Interestingly enough, I got a letter this week saying I'd been randomly picked by the ONS to take part in the nationwide study they're doing to figure out exactly how widespread infections and immunity are. A health worker's going to drop around every few weeks and give me and my partner tests, but since it's projects like it that are the only way we'll know for sure how widespread infections were in the first wave, and in any incoming second, I'm pretty stoked to help out with it.

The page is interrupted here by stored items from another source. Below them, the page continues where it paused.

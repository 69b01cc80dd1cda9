use std::fs;
use std::path::{Path, PathBuf};
use std::rc::Rc;

use clap::{Args, Parser, Subcommand};
use crdr::links::QUICK_LINKS;
use crdr::registry::ManifestError;
use crdr::{Document, ImageRegistry, image, quicklinks};

#[cfg(test)]
#[path = "main_test.rs"]
mod main_test;

#[derive(Debug, thiserror::Error)]
enum CliError {
    #[error("failed to read manifest {}: {source}", path.display())]
    ReadManifest { path: PathBuf, source: std::io::Error },
    #[error("invalid manifest {}: {source}", path.display())]
    Manifest { path: PathBuf, source: ManifestError },
    #[error("invalid attribute `{0}`; expected name=value")]
    InvalidAttribute(String),
    #[error("invalid JSON payload: {0}")]
    InvalidJson(#[from] serde_json::Error),
}

#[derive(Parser, Debug)]
#[command(name = "crdr-cli", about = "Render CRDR image and quick-link widgets to static HTML")]
struct Cli {
    /// JSON object of extra kinds (kind → image source) to register.
    #[arg(long, global = true, env = "CRDR_MANIFEST")]
    manifest: Option<PathBuf>,

    /// Log registry and render activity to stderr.
    #[arg(long, short, global = true)]
    verbose: bool,

    #[command(subcommand)]
    command: Command,
}

#[derive(Subcommand, Debug)]
enum Command {
    /// Render a `<crdr-img>` element.
    Img(ImgArgs),
    /// Render the `<crdr-quicklinks>` bar.
    Links(LinksArgs),
    /// List registered image kinds.
    Kinds,
    /// Print the quick-link descriptors as JSON.
    Descriptors,
}

#[derive(Args, Debug)]
struct ImgArgs {
    #[arg(long)]
    kind: String,

    /// Extra attribute, repeatable (e.g. `--attr alt=CRDR --attr width=32`).
    #[arg(long = "attr", value_name = "NAME=VALUE")]
    attrs: Vec<String>,
}

#[derive(Args, Debug)]
struct LinksArgs {
    /// Class list applied to every anchor.
    #[arg(long, env = "CRDR_CLASSPASS")]
    classpass: Option<String>,

    /// Show a text label next to each icon.
    #[arg(long)]
    uselabel: bool,
}

fn main() {
    let cli = Cli::parse();
    init_tracing(cli.verbose);
    match run(cli) {
        Ok(output) => println!("{output}"),
        Err(e) => {
            tracing::error!(error = %e, "crdr-cli failed");
            eprintln!("error: {e}");
            std::process::exit(1);
        }
    }
}

fn init_tracing(verbose: bool) {
    let level = if verbose { tracing::Level::DEBUG } else { tracing::Level::WARN };
    tracing_subscriber::fmt().with_writer(std::io::stderr).with_max_level(level).init();
}

fn run(cli: Cli) -> Result<String, CliError> {
    let registry = Rc::new(ImageRegistry::with_builtins());
    if let Some(path) = &cli.manifest {
        load_manifest(&registry, path)?;
    }
    let document = Document::with_widgets(Rc::clone(&registry));

    match cli.command {
        Command::Img(args) => render_img(&document, &args),
        Command::Links(args) => Ok(render_links(&document, &args)),
        Command::Kinds => Ok(registry.kinds().join("\n")),
        Command::Descriptors => Ok(serde_json::to_string_pretty(&QUICK_LINKS)?),
    }
}

fn load_manifest(registry: &ImageRegistry, path: &Path) -> Result<usize, CliError> {
    let raw = fs::read_to_string(path).map_err(|source| CliError::ReadManifest { path: path.to_path_buf(), source })?;
    let count = registry
        .load_manifest_str(&raw)
        .map_err(|source| CliError::Manifest { path: path.to_path_buf(), source })?;
    tracing::info!(path = %path.display(), count, "manifest loaded");
    Ok(count)
}

fn render_img(document: &Document, args: &ImgArgs) -> Result<String, CliError> {
    let mut attrs = vec![("kind", args.kind.as_str())];
    for raw in &args.attrs {
        let (name, value) = parse_attr(raw)?;
        attrs.push((name, value));
    }
    Ok(document.render_html(image::TAG, &attrs))
}

fn render_links(document: &Document, args: &LinksArgs) -> String {
    let mut attrs = Vec::new();
    if let Some(classpass) = &args.classpass {
        attrs.push(("classpass", classpass.as_str()));
    }
    if args.uselabel {
        attrs.push(("uselabel", ""));
    }
    document.render_html(quicklinks::TAG, &attrs)
}

/// Split `name=value`; a bare `name` is a boolean attribute.
fn parse_attr(raw: &str) -> Result<(&str, &str), CliError> {
    let (name, value) = raw.split_once('=').unwrap_or((raw, ""));
    let name = name.trim();
    if name.is_empty() || name.contains(char::is_whitespace) {
        return Err(CliError::InvalidAttribute(raw.to_owned()));
    }
    Ok((name, value))
}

Whatever happens, the key thing is that lockdowns are really a policy failure whenever they happen. The whole point of what we've been doing is that it buys time to get the health infrastructure in place to suppress infections whenever they bubble up, so that even if you can never fully eliminate it you can at least get things back to as-near-as-normal ASAP. Having to go back into a second lockdown is just... Well, it's many things, and doesn't really do my rock-bottom opinion of this government any favours, but one thing it does lend credence to is the idea that we are still paying for early mistakes in, when a lockdown became clearly necessary, going for it as hard and comprehensively as possible. But I don't know, what do you guys all think? If someone came to me back in March and said "you're going to have to live in full quarantine, no leaving the house, not even for shopping, Wuhan-style, for 6-8 weeks, but afterwards it'll basically be back to normal", I'd take it in a shot.